USA Student Earns Degree 37 Years Later


Posted on December 10, 2015
Alice Jackson


John Waldron enrolled at the University, in part, to set an example for his son.  data-lightbox='featured'
John Waldron enrolled at the University, in part, to set an example for his son. "Everything was going great until the day our 16-year-old son announced that he wasn’t going to college because I hadn’t completed my degree," Waldron said.

On Saturday, 58-year-old John Waldron will walk across the stage in the University of South Alabama’s Mitchell Center to accept his bachelor’s degree, ending a journey that was interrupted in 1978.

He had been an aviation management major working part-time at an airport when his employer noted that Waldron would do well in management because of his work ethic and devotion to detail. A short time later, Waldron was offered what he thought was a good job, and he left the classroom to seize the opportunity. 

“I had one semester left, and I was a young person with a lot of varied interests,” Waldron said. “It’s a very different world now than it was then. Over the next 12 years, I traveled the world working with Eastern Airlines.”

Life without a college degree was good, Waldron thought, and he never really worried about the lack of a degree. He and his wife, Anita, shared a strong work ethic and the desire to achieve. His awakening to the necessity of returning to the classroom was still years away.

When Eastern Airlines collapsed, Waldron went to work in a friend’s pizza business where he learned the food and beverage business. A year later, needing more money to support his and Anita’s growing family of three children, Waldron became a manager with the Steak and Ale food chain.

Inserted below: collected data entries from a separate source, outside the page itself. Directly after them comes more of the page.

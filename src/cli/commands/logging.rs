use clap::{Arg, Command, builder::ValueParser};

pub const ARG_VERBOSITY: &str = "verbosity";

/// Accepts `0..=5` or a level name; names map onto the `-v` count.
#[must_use]
pub fn validator_log_level() -> ValueParser {
    ValueParser::from(move |level: &str| -> std::result::Result<u8, String> {
        if let Ok(parsed) = level.parse::<u8>()
            && parsed <= 5
        {
            return Ok(parsed);
        }

        match level.to_lowercase().as_str() {
            "error" => Ok(0),
            "warn" => Ok(1),
            "info" => Ok(2),
            "debug" => Ok(3),
            "trace" => Ok(4),
            _ => Err("invalid log level".to_string()),
        }
    })
}

#[must_use]
pub fn with_args(command: Command) -> Command {
    command.arg(
        Arg::new(ARG_VERBOSITY)
            .short('v')
            .long("verbose")
            .help("Verbosity level: ERROR, WARN, INFO, DEBUG, TRACE (default: ERROR)")
            .env("ZENTORA_LOG_LEVEL")
            .global(true)
            .action(clap::ArgAction::Count)
            .value_parser(validator_log_level()),
    )
}
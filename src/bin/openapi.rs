use anyhow::Result;

fn main() -> Result<()> {
    let doc = zentora::api::openapi();
    let json = serde_json::to_string_pretty(&doc)?;
    println!("{json}");
    Ok(())
}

Three years later, during a conversation with a golf club manager, Waldron pinpointed why the man was having a serious problem with his food and beverage business.

“I took one look at his operation and saw that his chef was running a catering business out of the club’s back door and giving the club the bills for it,” Waldron explained. “This was a corporation that was acquiring various facilities, and I became general manager of their place in Nashville. Within eight months, I was vice president of food and beverage.”

Eventually, golf club management took the Waldron family to North Carolina. While there, their two daughters attended college in South Carolina. Finally, the desire of living in a coastal area led the family to Mobile where Waldron became general manager of the Country Club of Mobile.

“Everything was going great until the day our 16-year-old son announced that he wasn’t going to college because I hadn’t completed my degree, and I’d turned out okay,” Waldron said. “I decided that I had to finish my degree both for myself and to be a better example for my son.”

He signed up for interdisciplinary studies at the University of South Alabama and returned to the classroom to earn 38 credit hours.

“It was a very different world from when I’d left college. Students today have a much more casual style of writing and speaking, but there’s so much more writing demanded of today’s college student,” Waldron said. “I don’t know that I wrote one paper in the entire time I was in college the first time. At USA, I probably wrote 25 papers.”

He believes his ability to manage his time better also helped him. “When you’re young and in college, you have so many competing interests, but when you’re older and working, plus have a family, you have to make the most of the time you have,” Waldron said.

He said the biggest change has to be the advising available to South Alabama students.

“When I left college, no one really cared whether you finished your degree or not, but today there’s professional advising available to give students the opportunity to make better life decisions about their future,” Waldron said.

He also faced the challenge of back surgery and recuperation during his studies. “That was a little bit tougher, but again you have to make up your mind you’re going to make it work no matter what.”

He said the variety of studies was something very different from his earlier time in college when studies were more focused only on his major.

“I loved the variety of the classes and the chance to learn things I’d never known,” Waldron said. “I took an art appreciation class, and I had never known there was so much to learn about art.”

The variety of studies at South led him to admit that if he had his life to live over again, perhaps he would have majored in finance with a desire to be a stockbroker or an entrepreneur.

And, how did his return to college impact his son’s future?

“Oh, he’s in college now,” Waldron said. “As far as his mother and I were concerned, he didn’t really have an option to not go to college, but now that I’ve earned my degree from USA, he’s transferring here next semester to study engineering.”